What to work on:
The answer must consist solely of the line containing "specific file path." and every line after it in the records below, through the last, each reproduced exactly.

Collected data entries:
▼
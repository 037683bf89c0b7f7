//! Project configuration for buildgate.
//!
//! Project config lives at `<project>/buildgate.toml`. Every section is
//! optional; CLI flags override config file values, which override defaults.

use std::collections::BTreeMap;
use std::path::{Path, PathBuf};

use serde::{Deserialize, Serialize};

use crate::error::{BuildGateError, Result};
use crate::types::{BuildMode, PackageManifest};

/// Default configuration file name.
pub const CONFIG_FILE_NAME: &str = "buildgate.toml";

/// Package metadata file name.
pub const PACKAGE_FILE_NAME: &str = "package.json";

// ---------------------------------------------------------------------------
// Config structs (matching buildgate.toml schema)
// ---------------------------------------------------------------------------

/// Top-level project config, deserialized from TOML.
#[derive(Debug, Clone, Default, Serialize, Deserialize)]
pub struct AppConfig {
    /// Production build settings.
    #[serde(default)]
    pub build: BuildSection,

    /// Development settings (also drives the lint rule).
    #[serde(default)]
    pub dev: DevSection,

    /// Static asset handling.
    #[serde(default)]
    pub assets: AssetsSection,

    /// Entry name -> modules bundled into that entry.
    #[serde(default = "default_entry")]
    pub entry: BTreeMap<String, Vec<String>>,

    /// Module resolution.
    #[serde(default)]
    pub resolve: ResolveSection,

    /// External bundling engine.
    #[serde(default)]
    pub engine: EngineSection,
}

/// `[build]` section.
#[derive(Debug, Clone, Serialize, Deserialize)]
pub struct BuildSection {
    /// Output root, relative to the project directory.
    #[serde(default = "default_assets_root")]
    pub assets_root: String,

    /// Sub-directory of `assets_root` holding emitted static assets.
    #[serde(default = "default_assets_sub_directory")]
    pub assets_sub_directory: String,

    /// URL prefix for emitted assets in production.
    #[serde(default = "default_public_path")]
    pub assets_public_path: String,

    /// Emit source maps for production bundles.
    #[serde(default = "default_true")]
    pub production_source_map: bool,
}

impl Default for BuildSection {
    fn default() -> Self {
        Self {
            assets_root: default_assets_root(),
            assets_sub_directory: default_assets_sub_directory(),
            assets_public_path: default_public_path(),
            production_source_map: true,
        }
    }
}

/// `[dev]` section.
#[derive(Debug, Clone, Serialize, Deserialize)]
pub struct DevSection {
    #[serde(default = "default_assets_sub_directory")]
    pub assets_sub_directory: String,

    /// URL prefix for emitted assets in development.
    #[serde(default = "default_public_path")]
    pub assets_public_path: String,

    /// Include the lint rule in the pipeline.
    #[serde(default = "default_true")]
    pub use_eslint: bool,

    /// Report lint problems as errors instead of warnings.
    #[serde(default)]
    pub show_eslint_errors_in_overlay: bool,

    #[serde(default = "default_true")]
    pub css_source_map: bool,
}

impl Default for DevSection {
    fn default() -> Self {
        Self {
            assets_sub_directory: default_assets_sub_directory(),
            assets_public_path: default_public_path(),
            use_eslint: true,
            show_eslint_errors_in_overlay: false,
            css_source_map: true,
        }
    }
}

/// `[assets]` section.
#[derive(Debug, Clone, Serialize, Deserialize)]
pub struct AssetsSection {
    /// Files strictly smaller than this many bytes are inlined as data URIs.
    #[serde(default = "default_inline_limit")]
    pub inline_limit: u64,
}

impl Default for AssetsSection {
    fn default() -> Self {
        Self {
            inline_limit: default_inline_limit(),
        }
    }
}

/// `[resolve]` section.
#[derive(Debug, Clone, Serialize, Deserialize)]
pub struct ResolveSection {
    /// Extensions that may be omitted in imports.
    #[serde(default = "default_extensions")]
    pub extensions: Vec<String>,

    /// Import aliases. Targets starting with `.` are resolved against the
    /// project root; anything else is passed through as a module path.
    #[serde(default = "default_alias")]
    pub alias: BTreeMap<String, String>,
}

impl Default for ResolveSection {
    fn default() -> Self {
        Self {
            extensions: default_extensions(),
            alias: default_alias(),
        }
    }
}

/// `[engine]` section.
#[derive(Debug, Clone, Serialize, Deserialize)]
pub struct EngineSection {
    /// Executable that runs the bundler.
    #[serde(default = "default_engine_command")]
    pub command: String,

    /// Arguments passed before the request is streamed on stdin.
    #[serde(default = "default_engine_args")]
    pub args: Vec<String>,
}

impl Default for EngineSection {
    fn default() -> Self {
        Self {
            command: default_engine_command(),
            args: default_engine_args(),
        }
    }
}

fn default_true() -> bool {
    true
}
fn default_assets_root() -> String {
    "dist".into()
}
fn default_assets_sub_directory() -> String {
    "static".into()
}
fn default_public_path() -> String {
    "/".into()
}
fn default_inline_limit() -> u64 {
    10_000
}
fn default_entry() -> BTreeMap<String, Vec<String>> {
    BTreeMap::from([(
        "app".to_string(),
        vec!["babel-polyfill".to_string(), "./src/main.js".to_string()],
    )])
}
fn default_extensions() -> Vec<String> {
    [".js", ".vue", ".json", ".less"]
        .into_iter()
        .map(String::from)
        .collect()
}
fn default_alias() -> BTreeMap<String, String> {
    BTreeMap::from([
        ("vue$".to_string(), "vue/dist/vue.esm.js".to_string()),
        ("@".to_string(), "./src".to_string()),
    ])
}
fn default_engine_command() -> String {
    "node".into()
}
fn default_engine_args() -> Vec<String> {
    vec!["build/bundle.js".into()]
}

// ---------------------------------------------------------------------------
// Runtime settings (merged from config + CLI flags)
// ---------------------------------------------------------------------------

/// Everything a build run needs, with the mode fixed up front.
#[derive(Debug, Clone)]
pub struct BuildSettings {
    /// Absolute project directory.
    pub project_dir: PathBuf,
    pub mode: BuildMode,
    pub config: AppConfig,
}

impl BuildSettings {
    pub fn new(project_dir: impl Into<PathBuf>, mode: BuildMode, config: AppConfig) -> Self {
        Self {
            project_dir: project_dir.into(),
            mode,
            config,
        }
    }

    /// Absolute output root (`<project>/dist`).
    pub fn assets_root(&self) -> PathBuf {
        self.project_dir.join(&self.config.build.assets_root)
    }

    /// Directory cleared before each production build (`<project>/dist/static`).
    pub fn clean_target(&self) -> PathBuf {
        self.assets_root()
            .join(&self.config.build.assets_sub_directory)
    }

    /// Public path for the current mode.
    pub fn public_path(&self) -> &str {
        match self.mode {
            BuildMode::Production => &self.config.build.assets_public_path,
            BuildMode::Development => &self.config.dev.assets_public_path,
        }
    }

    /// Asset sub-directory for the current mode.
    pub fn assets_sub_directory(&self) -> &str {
        match self.mode {
            BuildMode::Production => &self.config.build.assets_sub_directory,
            BuildMode::Development => &self.config.dev.assets_sub_directory,
        }
    }

    /// Whether CSS source maps are produced for the current mode.
    pub fn css_source_map(&self) -> bool {
        match self.mode {
            BuildMode::Production => self.config.build.production_source_map,
            BuildMode::Development => self.config.dev.css_source_map,
        }
    }
}

// ---------------------------------------------------------------------------
// Config loading
// ---------------------------------------------------------------------------

/// Path to the config file inside a project directory.
pub fn config_file_path(project_dir: &Path) -> PathBuf {
    project_dir.join(CONFIG_FILE_NAME)
}

/// Load the project config. Returns defaults if the file does not exist.
pub fn load_config(project_dir: &Path) -> Result<AppConfig> {
    let path = config_file_path(project_dir);

    if !path.exists() {
        tracing::debug!(?path, "config file not found, using defaults");
        return Ok(AppConfig::default());
    }

    load_config_from(&path)
}

/// Load the project config from a specific file path.
pub fn load_config_from(path: &Path) -> Result<AppConfig> {
    let content = std::fs::read_to_string(path).map_err(|e| BuildGateError::io(path, e))?;

    toml::from_str(&content)
        .map_err(|e| BuildGateError::config(format!("failed to parse {}: {e}", path.display())))
}

/// Write a default config file into the project directory.
/// Returns the path to the created file.
pub fn init_config(project_dir: &Path) -> Result<PathBuf> {
    let path = config_file_path(project_dir);
    if path.exists() {
        return Err(BuildGateError::config(format!(
            "{} already exists",
            path.display()
        )));
    }

    let content = toml::to_string_pretty(&AppConfig::default())
        .map_err(|e| BuildGateError::config(e.to_string()))?;

    std::fs::write(&path, content).map_err(|e| BuildGateError::io(&path, e))?;
    tracing::info!(?path, "created default config file");

    Ok(path)
}

/// Read `package.json` from the project directory.
pub fn load_package_manifest(project_dir: &Path) -> Result<PackageManifest> {
    let path = project_dir.join(PACKAGE_FILE_NAME);
    let content = std::fs::read_to_string(&path).map_err(|e| BuildGateError::io(&path, e))?;

    serde_json::from_str(&content)
        .map_err(|e| BuildGateError::config(format!("failed to parse {}: {e}", path.display())))
}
▲
Solution to this task:
/// Load the project config from a specific file path.
pub fn load_config_from(path: &Path) -> Result<AppConfig> {
    let content = std::fs::read_to_string(path).map_err(|e| BuildGateError::io(path, e))?;

    toml::from_str(&content)
        .map_err(|e| BuildGateError::config(format!("failed to parse {}: {e}", path.display())))
}

/// Write a default config file into the project directory.
/// Returns the path to the created file.
pub fn init_config(project_dir: &Path) -> Result<PathBuf> {
    let path = config_file_path(project_dir);
    if path.exists() {
        return Err(BuildGateError::config(format!(
            "{} already exists",
            path.display()
        )));
    }

    let content = toml::to_string_pretty(&AppConfig::default())
        .map_err(|e| BuildGateError::config(e.to_string()))?;

    std::fs::write(&path, content).map_err(|e| BuildGateError::io(&path, e))?;
    tracing::info!(?path, "created default config file");

    Ok(path)
}

/// Read `package.json` from the project directory.
pub fn load_package_manifest(project_dir: &Path) -> Result<PackageManifest> {
    let path = project_dir.join(PACKAGE_FILE_NAME);
    let content = std::fs::read_to_string(&path).map_err(|e| BuildGateError::io(&path, e))?;

    serde_json::from_str(&content)
        .map_err(|e| BuildGateError::config(format!("failed to parse {}: {e}", path.display())))
}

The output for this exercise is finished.